Ik liet mijn vinger over zijn wervels glijden en zijn hand glipte omlaag naar de welving van mijn taille. Hij streelde mijn buik, tekende een rondje om mijn navel en haakte vervolgens zijn vingers in de band van mijn afgeknipte spijkerbroek. Een stroomstoot schoot door mijn onderlichaam.

Ten slotte maakten onze lippen zich los en Ryan kuste mijn gezicht en duwde zijn tong in mijn oor. Daarna legde hij me voorzichtig achterover in de kussens en ging naast me liggen, terwijl de onmogelijk blauwe ogen zich in de mijne boorden. Hij ging op zijn zij liggen, pakte mijn heupen en trok me tegen zich aan. Ik voelde hoe hard hij was en we kusten elkaar opnieuw.

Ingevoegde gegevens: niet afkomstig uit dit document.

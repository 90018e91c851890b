//! Reservation and release of segment-backed memory.
//!
//! [`SegmentAllocator`] is the only code that talks to a [`PlatformAllocator`].
//! Every span it hands out is zero-filled, and every span it takes back is
//! zero-filled again before the platform sees it.

mod arena;
mod error;
mod heap;

use std::cell::{Ref, RefCell, RefMut};

use log::{debug, trace, warn};

use crate::{Address, AddrSeg, OwnedSegment};

pub use arena::{Arena, ArenaOptions};
pub use error::AllocError;
pub use heap::Heap;

/// Bounds-checked access to the bytes behind a segment.
pub trait Memory {
    type Addr: Address;

    /// View over exactly `seg.size` bytes at `seg.start`, or `None` if any part of
    /// the segment is outside memory this platform controls.
    fn bytes(&self, seg: AddrSeg<Self::Addr>) -> Option<&[u8]>;

    fn bytes_mut(&mut self, seg: AddrSeg<Self::Addr>) -> Option<&mut [u8]>;
}

/// The allocator underneath [`SegmentAllocator`].
pub trait PlatformAllocator: Memory {
    /// Provide `size` units. `None` or a zero address means failure.
    fn allocate(&mut self, size: Self::Addr) -> Option<Self::Addr>;

    fn deallocate(&mut self, addr: Self::Addr, size: Self::Addr);

    /// `true` if `seg` is exactly a block returned by `allocate` and not yet freed.
    fn owns(&self, seg: AddrSeg<Self::Addr>) -> bool;
}

/// What `reserve` does with a request for zero units.
#[derive(Debug, Clone, Copy, PartialEq, Eq, Default)]
pub enum ZeroSizePolicy {
    /// Fail with [`AllocError::ZeroSize`].
    #[default]
    Reject,
    /// Succeed without allocating; the target stays the sentinel.
    Succeed,
}

/// Options for a [`SegmentAllocator`].
#[derive(Debug, Clone, Default)]
pub struct AllocOptions {
    pub zero_size: ZeroSizePolicy,
}

/// Single choke point between segments and the platform allocator.
///
/// Takes `&self` everywhere so several owners can share one allocator. Byte
/// views returned by [`bytes`](Self::bytes) and [`bytes_mut`](Self::bytes_mut)
/// borrow the platform; while one is alive, mutating calls report
/// [`AllocError::Busy`].
#[derive(Debug)]
pub struct SegmentAllocator<P: PlatformAllocator> {
    platform: RefCell<P>,
    options: AllocOptions,
}

impl<P: PlatformAllocator> SegmentAllocator<P> {
    pub fn new(platform: P) -> Self {
        Self::with_options(platform, AllocOptions::default())
    }

    pub fn with_options(platform: P, options: AllocOptions) -> Self {
        Self {
            platform: RefCell::new(platform),
            options,
        }
    }

    pub fn options(&self) -> &AllocOptions {
        &self.options
    }

    pub fn platform(&self) -> Option<Ref<'_, P>> {
        self.platform.try_borrow().ok()
    }

    pub fn into_platform(self) -> P {
        self.platform.into_inner()
    }

    fn platform_mut(&self) -> Result<RefMut<'_, P>, AllocError> {
        self.platform.try_borrow_mut().map_err(|_| AllocError::Busy)
    }

    /// Reserve `size` units into `seg`, zero-filled.
    ///
    /// `seg` must not describe a valid span; any other invalid value is reset to
    /// the sentinel first. On failure `seg` is left as the sentinel.
    pub fn reserve(&self, seg: &mut AddrSeg<P::Addr>, size: P::Addr) -> Result<(), AllocError> {
        if seg.is_valid() {
            return Err(AllocError::AlreadyReserved);
        }
        seg.invalidate();

        if size == P::Addr::ZERO {
            return match self.options.zero_size {
                ZeroSizePolicy::Reject => Err(AllocError::ZeroSize),
                ZeroSizePolicy::Succeed => {
                    trace!("zero size reservation, nothing allocated");
                    Ok(())
                }
            };
        }

        let mut platform = self.platform_mut()?;
        let Some(addr) = platform
            .allocate(size)
            .filter(|addr| *addr != P::Addr::ZERO)
        else {
            warn!("allocation of {size} units failed");
            return Err(AllocError::AllocationFailure {
                size: size.to_u64(),
            });
        };

        let block = AddrSeg::from_addr_size(addr, size);
        let mapped = match platform.bytes_mut(block) {
            Some(bytes) => {
                bytes.fill(0);
                true
            }
            None => false,
        };
        if !mapped {
            warn!("platform returned unmapped block {block}");
            platform.deallocate(addr, size);
            return Err(AllocError::Unmapped);
        }

        debug!("reserved {block}");
        *seg = block;
        Ok(())
    }

    /// Zero-fill, free and invalidate `seg`.
    ///
    /// An invalid segment is ignored. A valid segment is invalidated whatever the
    /// outcome, with one exception: on [`AllocError::Busy`] it is left intact so
    /// the call can be retried once the live byte view is gone.
    ///
    /// A block is only freed after it was zero-filled. A segment that is not a
    /// live block of the platform is reported as [`AllocError::NotOwned`], and a
    /// live block the platform cannot map is reported as [`AllocError::Unmapped`].
    /// Neither is freed.
    pub fn release(&self, seg: &mut AddrSeg<P::Addr>) -> Result<(), AllocError> {
        if !seg.is_valid() {
            trace!("release of invalid segment ignored");
            return Ok(());
        }

        let block = *seg;
        let mut platform = self.platform_mut()?;
        seg.invalidate();

        if !platform.owns(block) {
            warn!("refusing to free {block}: not a live block");
            return Err(AllocError::NotOwned);
        }

        let Some(bytes) = platform.bytes_mut(block) else {
            warn!("refusing to free {block}: block is not mapped, cannot zero-fill");
            return Err(AllocError::Unmapped);
        };
        bytes.fill(0);
        platform.deallocate(block.start, block.size);

        debug!("released {block}");
        Ok(())
    }

    /// Reserve `size` units behind a handle that releases them on drop.
    pub fn reserve_owned(&self, size: P::Addr) -> Result<OwnedSegment<'_, P>, AllocError> {
        let mut seg = AddrSeg::sentinel();
        self.reserve(&mut seg, size)?;
        Ok(OwnedSegment::new(self, seg))
    }

    pub fn bytes(&self, seg: AddrSeg<P::Addr>) -> Option<Ref<'_, [u8]>> {
        let platform = self.platform.try_borrow().ok()?;
        Ref::filter_map(platform, |p| p.bytes(seg)).ok()
    }

    pub fn bytes_mut(&self, seg: AddrSeg<P::Addr>) -> Option<RefMut<'_, [u8]>> {
        let platform = self.platform.try_borrow_mut().ok()?;
        RefMut::filter_map(platform, |p| p.bytes_mut(seg)).ok()
    }

    pub fn zero_mem(&self, seg: AddrSeg<P::Addr>) -> Result<(), AllocError> {
        if !seg.is_valid() {
            return Err(AllocError::InvalidSegment);
        }
        let mut platform = self.platform_mut()?;
        let bytes = platform.bytes_mut(seg).ok_or(AllocError::Unmapped)?;
        bytes.fill(0);
        Ok(())
    }

    /// Copy the contents of `src` into `dest`. They must be compatible.
    pub fn copy_mem_to(
        &self,
        dest: AddrSeg<P::Addr>,
        src: AddrSeg<P::Addr>,
    ) -> Result<(), AllocError> {
        if !src.is_valid() || !dest.is_valid() {
            return Err(AllocError::InvalidSegment);
        }
        if !src.are_compatible(&dest) {
            return Err(AllocError::Incompatible);
        }

        let mut platform = self.platform_mut()?;
        let data = platform.bytes(src).ok_or(AllocError::Unmapped)?.to_vec();
        let target = platform.bytes_mut(dest).ok_or(AllocError::Unmapped)?;
        target.copy_from_slice(&data);
        Ok(())
    }

    /// Same size and same bytes. Unreadable segments are never equal.
    pub fn are_equal(&self, a: AddrSeg<P::Addr>, b: AddrSeg<P::Addr>) -> bool {
        if !a.is_valid() || !b.is_valid() {
            return false;
        }
        if !a.is_same_size(&b) {
            return false;
        }
        let Ok(platform) = self.platform.try_borrow() else {
            return false;
        };
        match (platform.bytes(a), platform.bytes(b)) {
            (Some(x), Some(y)) => x == y,
            _ => false,
        }
    }

    /// Byte at `offset` inside `seg`.
    pub fn get_byte(&self, seg: AddrSeg<P::Addr>, offset: P::Addr) -> Option<u8> {
        if offset >= seg.size {
            return None;
        }
        let index = offset.to_usize()?;
        self.bytes(seg).map(|bytes| bytes[index])
    }

    /// Segment covering the zero-terminated string at `addr`, terminator excluded.
    ///
    /// An empty string yields a zero-size (invalid) segment at `addr`. Returns
    /// `None` if no terminator is found before leaving mapped memory.
    pub fn asciiz_at(&self, addr: P::Addr) -> Option<AddrSeg<P::Addr>> {
        let platform = self.platform.try_borrow().ok()?;
        let mut len = P::Addr::ZERO;
        let mut cursor = addr;
        loop {
            let byte = platform.bytes(AddrSeg::from_addr_size(cursor, P::Addr::ONE))?[0];
            if byte == 0 {
                return Some(AddrSeg::from_addr_size(addr, len));
            }
            len = len.checked_add(P::Addr::ONE)?;
            cursor = cursor.checked_add(P::Addr::ONE)?;
        }
    }

    /// Human-readable dump of `seg` and its contents.
    pub fn describe(&self, seg: AddrSeg<P::Addr>) -> String {
        match self.bytes(seg) {
            Some(bytes) => crate::dump::describe(seg, Some(&*bytes)),
            None => crate::dump::describe(seg, None),
        }
    }
}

Na een tijdje maakte hij zich los, boog zijn knie en duwde zijn dij tussen mijn benen. Ik had het gevoel dat er iets ontplofte tussen mijn lendenen en ik kon bijna geen adem meer krijgen. Opnieuw duwde Ryan zijn hand onder het t-shirt en liet hem omhoog glijden naar mijn borst. Hij maakte ronddraaiende bewegingen met zijn vlakke hand en liet toen zijn duim over mijn tepel glijden. Ik trok mijn rug hol en kreunde toen bij die gewaarwording de wereld om me heen in het niet verdween. Ik verloor elk besef van tijd.

Seconden of uren later schoof zijn hand weer naar beneden en ik voelde dat er aan mijn rits werd getrokken. Ik stopte mijn neus in zijn hals en wist één ding heel zeker: Harry of geen Harry, ik zou geen nee zeggen.

Toen rinkelde de telefoon.

Ryans handen schoten naar mijn oren en hij kuste me hard op mijn mond. Ik beantwoordde zijn kus, terwijl ik mijn vingers in het haar op zijn achterhoofd vlocht en de telefoon vervloekte. Hij ging vier keer over zonder dat we er aandacht aan schonken.

Toen het antwoordapparaat aanklikte, was de stem zacht en nauwelijks te verstaan, alsof de eigenaar ervan aan het eind van een lange tunnel stond. We kwamen allebei met een ruk overeind, maar het was al te laat.

Kathryn had de verbinding verbroken.